Re: CSS: %% length unit. Proposal. Some clarifications.

David, let me repeat what I wrote in one of the previous messages

What I am saying here:
<P>from:<INPUT ... style="width:100%%" /></P>

set width of INPUT equal to 100% of  <container width minus space occupied
by all 'solid' elements in current line>
'solid' elements here means all elements having horizontal dimensions in
units other than %%.
'space occupied' means all width+padding+margin+border having values other
than %%.

Is this formal enough?

to be short: "Percentage from free space along axis"

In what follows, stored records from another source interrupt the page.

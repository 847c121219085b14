//! UI components module.
//!
//! Contains ratatui widgets for displaying the application interface.

pub mod detail;
pub mod filters;
pub mod list;
pub mod search;
pub mod status;
pub mod tabs;

pub use detail::render_detail;
pub use filters::render_filters;
pub use list::render_list;
pub use search::render_search;
pub use status::render_status;
pub use tabs::render_tabs;

use crate::app::{App, UiMode};
use ratatui::layout::{Constraint, Direction, Layout, Rect};

/// Screen regions for one frame.
#[derive(Debug, Clone, Copy, Default, PartialEq, Eq)]
pub struct UiAreas {
    pub tabs: Rect,
    pub search: Rect,
    pub filters: Rect,
    pub list: Rect,
    /// Empty when the detail pane is hidden
    pub detail: Rect,
    pub status: Rect,
}

/// Split the screen into its regions.
///
/// # Details
/// The filter panel grows with the number of filter groups of the active
/// category; the detail pane takes the right half of the body when shown.
pub fn layout(area: Rect, app: &App) -> UiAreas {
    let chunks = Layout::default()
        .direction(Direction::Vertical)
        .constraints([
            Constraint::Length(3),                        // Tabs
            Constraint::Length(3),                        // Search bar
            Constraint::Length(filter_panel_height(app)), // Filters
            Constraint::Min(0),                           // Record list
            Constraint::Length(1),                        // Status bar
        ])
        .split(area);

    let (list, detail) = if app.show_detail {
        let body = Layout::default()
            .direction(Direction::Horizontal)
            .constraints([Constraint::Percentage(50), Constraint::Percentage(50)])
            .split(chunks[3]);
        (body[0], body[1])
    } else {
        (chunks[3], Rect::default())
    };

    UiAreas {
        tabs: chunks[0],
        search: chunks[1],
        filters: chunks[2],
        list,
        detail,
        status: chunks[4],
    }
}

fn filter_panel_height(app: &App) -> u16 {
    let groups = app.engine.active_category().groups.len().max(1) as u16;
    let help = if app.mode == UiMode::Filters { 1 } else { 0 };
    groups + help + 2
}
//! Status bar rendering.

use crate::app::App;
use ratatui::{
    buffer::Buffer,
    layout::Rect,
    style::{Color, Style},
    text::{Line, Span},
    widgets::{Paragraph, Widget},
};

const KEY_HINTS: &str =
    "'q' quit, '/' search, 'f' filters, 'c' clear, Tab next category, Enter details";

/// Render the status bar: visible/total counter, then the status message
/// or the key hints.
pub fn render_status(app: &App, area: Rect, buf: &mut Buffer) {
    let counts = format!(
        " {}/{} ",
        app.engine.visible_len(),
        app.engine.total_len()
    );
    let text = app.status_message.as_deref().unwrap_or(KEY_HINTS);

    let line = Line::from(vec![
        Span::styled(counts, Style::default().fg(Color::Black).bg(Color::Cyan)),
        Span::raw(" "),
        Span::raw(text),
    ]);

    Widget::render(Paragraph::new(line), area, buf);
}
//! Platform catalogue: record collections and their filter schemas.
//!
//! Provides the built-in demo data set and loading of an external JSON catalogue.

pub mod builtin;
pub mod error;
pub mod models;

pub use error::CatalogError;
pub use models::{Category, FieldValue, FilterGroup, GroupKind, HealthBand, Record};

use serde::{Deserialize, Serialize};
use std::collections::HashSet;
use std::fs;
use std::path::Path;

/// Group whose value follows from a record's score.
pub const HEALTH_GROUP: &str = "health";

/// Every category available for browsing, in tab order.
#[derive(Debug, Clone, Serialize, Deserialize, PartialEq, Eq)]
pub struct Catalog {
    pub categories: Vec<Category>,
}

impl Catalog {
    /// Catalogue compiled into the binary.
    pub fn builtin() -> Self {
        Self {
            categories: builtin::categories(),
        }
    }

    /// Load and validate a catalogue from a JSON file.
    ///
    /// # Arguments
    /// * `path` - Path to the catalogue file
    ///
    /// # Returns
    /// * `Result<Catalog, CatalogError>` - Validated catalogue or error
    pub fn load(path: &Path) -> Result<Self, CatalogError> {
        let content = fs::read_to_string(path).map_err(|source| CatalogError::Io {
            path: path.to_path_buf(),
            source,
        })?;

        let mut catalog: Catalog =
            serde_json::from_str(&content).map_err(|source| CatalogError::Parse {
                path: path.to_path_buf(),
                source,
            })?;

        catalog.validate()?;
        catalog.derive_health();
        tracing::info!(
            path = %path.display(),
            categories = catalog.categories.len(),
            "loaded catalog"
        );
        Ok(catalog)
    }

    /// Check structural invariants of the catalogue.
    ///
    /// # Details
    /// Rejects an empty catalogue, repeated category names, repeated record
    /// ids or group names within a category, scores above 100, groups
    /// without values, and search tags pointing at a categorical group.
    pub fn validate(&self) -> Result<(), CatalogError> {
        if self.categories.is_empty() {
            return Err(CatalogError::Empty);
        }

        let mut names = HashSet::new();
        for category in &self.categories {
            if !names.insert(category.name.as_str()) {
                return Err(CatalogError::DuplicateCategory(category.name.clone()));
            }

            let mut ids = HashSet::new();
            for record in &category.records {
                if !ids.insert(record.id.as_str()) {
                    return Err(CatalogError::DuplicateRecord {
                        category: category.name.clone(),
                        id: record.id.clone(),
                    });
                }
                if let Some(score) = record.score
                    && score > 100
                {
                    return Err(CatalogError::ScoreOutOfRange {
                        category: category.name.clone(),
                        id: record.id.clone(),
                        score,
                    });
                }
            }

            let mut groups = HashSet::new();
            for group in &category.groups {
                if !groups.insert(group.name.as_str()) {
                    return Err(CatalogError::DuplicateGroup {
                        category: category.name.clone(),
                        group: group.name.clone(),
                    });
                }
                if group.values.is_empty() {
                    return Err(CatalogError::EmptyGroup {
                        category: category.name.clone(),
                        group: group.name.clone(),
                    });
                }
            }

            if let Some(attribute) = &category.search_tags
                && let Some(group) = category.group(attribute)
                && group.kind == GroupKind::Categorical
            {
                return Err(CatalogError::CategoricalSearchTags {
                    category: category.name.clone(),
                    group: group.name.clone(),
                });
            }
        }

        Ok(())
    }

    /// Overwrite the `health` attribute of scored records with their band.
    ///
    /// Only categories declaring a `health` filter group are touched.
    pub fn derive_health(&mut self) {
        for category in &mut self.categories {
            if category.group(HEALTH_GROUP).is_none() {
                continue;
            }
            for record in &mut category.records {
                if let Some(score) = record.score {
                    let band = HealthBand::from_score(score).as_str();
                    if record.field(HEALTH_GROUP).and_then(FieldValue::as_one) != Some(band) {
                        tracing::debug!(id = %record.id, score, band, "deriving health band");
                    }
                    record.fields.insert(
                        HEALTH_GROUP.to_string(),
                        FieldValue::One(band.to_string()),
                    );
                }
            }
        }
    }

    /// Tab position of a category.
    pub fn position(&self, name: &str) -> Option<usize> {
        self.categories.iter().position(|c| c.name == name)
    }

    /// Category names, in tab order.
    pub fn names(&self) -> Vec<&str> {
        self.categories.iter().map(|c| c.name.as_str()).collect()
    }
}

#[cfg(test)]
mod tests {
    use super::*;
    use std::fs;
    use tempfile::TempDir;

    fn small_catalog() -> Catalog {
        Catalog {
            categories: vec![
                Category::new("tickets", "Support")
                    .with_group(FilterGroup::categorical("status", "Status", &["open", "closed"]))
                    .with_records(vec![
                        Record::new("t-1", "Login fails", "SSO loop").with_field("status", "open"),
                        Record::new("t-2", "Slow report", "Timeout").with_field("status", "closed"),
                    ]),
            ],
        }
    }

    #[test]
    fn test_builtin_is_valid() {
        let catalog = Catalog::builtin();
        catalog.validate().unwrap();
        assert_eq!(
            catalog.names(),
            vec!["courses", "applications", "services", "lifecycle", "tickets"]
        );
    }

    #[test]
    fn test_builtin_application_scores() {
        let catalog = Catalog::builtin();
        let apps = &catalog.categories[catalog.position("applications").unwrap()];
        let scores: Vec<u8> = apps.records.iter().filter_map(|r| r.score).collect();
        assert_eq!(scores, vec![95, 65, 30, 80, 45]);
    }

    #[test]
    fn test_builtin_course_order() {
        let catalog = Catalog::builtin();
        let courses = &catalog.categories[catalog.position("courses").unwrap()];
        assert_eq!(courses.records[0].title, "Digital Transformation Fundamentals");
        assert_eq!(courses.records[1].title, "DBP Capability Framework Deep Dive");
    }

    #[test]
    fn test_validate_empty() {
        let catalog = Catalog { categories: vec![] };
        assert!(matches!(catalog.validate(), Err(CatalogError::Empty)));
    }

    #[test]
    fn test_validate_duplicate_category() {
        let mut catalog = small_catalog();
        catalog.categories.push(Category::new("tickets", "Again"));
        assert!(matches!(
            catalog.validate(),
            Err(CatalogError::DuplicateCategory(name)) if name == "tickets"
        ));
    }

    #[test]
    fn test_validate_duplicate_record() {
        let mut catalog = small_catalog();
        catalog.categories[0]
            .records
            .push(Record::new("t-1", "Duplicate", "Same id"));
        assert!(matches!(
            catalog.validate(),
            Err(CatalogError::DuplicateRecord { id, .. }) if id == "t-1"
        ));
    }

    #[test]
    fn test_validate_group_rules() {
        let mut catalog = small_catalog();
        catalog.categories[0]
            .groups
            .push(FilterGroup::categorical("priority", "Priority", &[]));
        assert!(matches!(catalog.validate(), Err(CatalogError::EmptyGroup { .. })));

        let mut catalog = small_catalog();
        catalog.categories[0]
            .groups
            .push(FilterGroup::categorical("status", "Status", &["open"]));
        assert!(matches!(catalog.validate(), Err(CatalogError::DuplicateGroup { .. })));

        let mut catalog = small_catalog();
        catalog.categories[0].search_tags = Some("status".to_string());
        assert!(matches!(
            catalog.validate(),
            Err(CatalogError::CategoricalSearchTags { .. })
        ));
    }

    #[test]
    fn test_load_round_trip_file() {
        let temp_dir = TempDir::new().unwrap();
        let path = temp_dir.path().join("catalog.json");
        let catalog = small_catalog();
        fs::write(&path, serde_json::to_string_pretty(&catalog).unwrap()).unwrap();

        let loaded = Catalog::load(&path).unwrap();
        assert_eq!(loaded, catalog);
    }

    #[test]
    fn test_load_minimal_json() {
        let temp_dir = TempDir::new().unwrap();
        let path = temp_dir.path().join("catalog.json");
        let json = r#"{
            "categories": [{
                "name": "courses",
                "label": "Courses",
                "search_tags": "topics",
                "groups": [
                    { "name": "level", "label": "Level", "kind": "categorical", "values": ["beginner"] }
                ],
                "records": [
                    { "id": "c-1", "title": "Intro", "description": "Basics",
                      "fields": { "level": "beginner", "topics": ["data", "cloud"] },
                      "updated": "2024-01-15" }
                ]
            }]
        }"#;
        fs::write(&path, json).unwrap();

        let loaded = Catalog::load(&path).unwrap();
        let record = &loaded.categories[0].records[0];
        assert_eq!(record.field("level"), Some(&FieldValue::One("beginner".to_string())));
        assert_eq!(record.field("topics").map(FieldValue::display).as_deref(), Some("data, cloud"));
        assert!(record.updated.is_some());
    }

    #[test]
    fn test_load_derives_health_from_score() {
        let temp_dir = TempDir::new().unwrap();
        let path = temp_dir.path().join("catalog.json");
        let json = r#"{
            "categories": [{
                "name": "applications",
                "label": "Portfolio Health",
                "groups": [
                    { "name": "health", "label": "Health", "kind": "categorical",
                      "values": ["healthy", "at-risk", "critical"] }
                ],
                "records": [
                    { "id": "a-1", "title": "CRM", "description": "Sales", "score": 95,
                      "fields": { "health": "critical" } },
                    { "id": "a-2", "title": "HR", "description": "People", "score": 80 },
                    { "id": "a-3", "title": "Billing", "description": "Legacy", "score": 41 },
                    { "id": "a-4", "title": "Wiki", "description": "Unscored",
                      "fields": { "health": "critical" } }
                ]
            }]
        }"#;
        fs::write(&path, json).unwrap();

        let loaded = Catalog::load(&path).unwrap();
        let health: Vec<Option<&str>> = loaded.categories[0]
            .records
            .iter()
            .map(|r| r.field("health").and_then(FieldValue::as_one))
            .collect();
        assert_eq!(
            health,
            vec![Some("healthy"), Some("healthy"), Some("at-risk"), Some("critical")]
        );

        let mut engine =
            crate::filter::FilterEngine::new(loaded, crate::filter::engine::DEFAULT_DEBOUNCE)
                .unwrap();
        assert!(engine.toggle_filter_value("health", "healthy"));
        let ids: Vec<&str> = engine.visible().iter().map(|r| r.id.as_str()).collect();
        assert_eq!(ids, vec!["a-1", "a-2"]);
    }

    #[test]
    fn test_derive_health_skips_categories_without_health_group() {
        let mut catalog = small_catalog();
        catalog.categories[0].records[0].score = Some(90);
        catalog.derive_health();
        assert!(catalog.categories[0].records[0].field("health").is_none());
    }

    #[test]
    fn test_validate_score_above_100() {
        let mut catalog = small_catalog();
        catalog.categories[0].records[1].score = Some(101);
        assert!(matches!(
            catalog.validate(),
            Err(CatalogError::ScoreOutOfRange { id, score: 101, .. }) if id == "t-2"
        ));
    }

    #[test]
    fn test_load_errors() {
        let temp_dir = TempDir::new().unwrap();
        let missing = temp_dir.path().join("missing.json");
        assert!(matches!(Catalog::load(&missing), Err(CatalogError::Io { .. })));

        let broken = temp_dir.path().join("broken.json");
        fs::write(&broken, "{ not json").unwrap();
        assert!(matches!(Catalog::load(&broken), Err(CatalogError::Parse { .. })));
    }
}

Layout alghorithm has complexity O(n).
It is slightly modified implementation of <P style=text-align:justify>
Vertical implementation is similar.

These units will not change any existing breaking rules and any others rules
of CSS.

This is already implemented in my experimental renderer. It works. I can
demonstrate it alive. I can port this part into Mozilla, Opera, Safari, IE.
If this will help.

Andrew Fedoniouk.

L. David Baron wrote:

I am also against it.  It is an attempt to mix into inline layout things
that are conceptually unrelated to inline layout.  If you want a bunch
of things to share the horizontal space across a region, you should
describe that rather than using a line-breaking model and then saying
that one element takes x% of the rest of the available space in the

Implementing this would significantly complicate line breaking.
Currently implementations can assume that elements don't change size
when moved from one line to another, except for pieces that appear (soft
hyphens) or disappear (trailing spaces) *at break points*.  This would
violate that assumption and add significant complexity to something
that's already complex enough.

The realistic use cases I've seen mentioned for this %% proposal would
be handled by a flexible box model (like XUL's box model).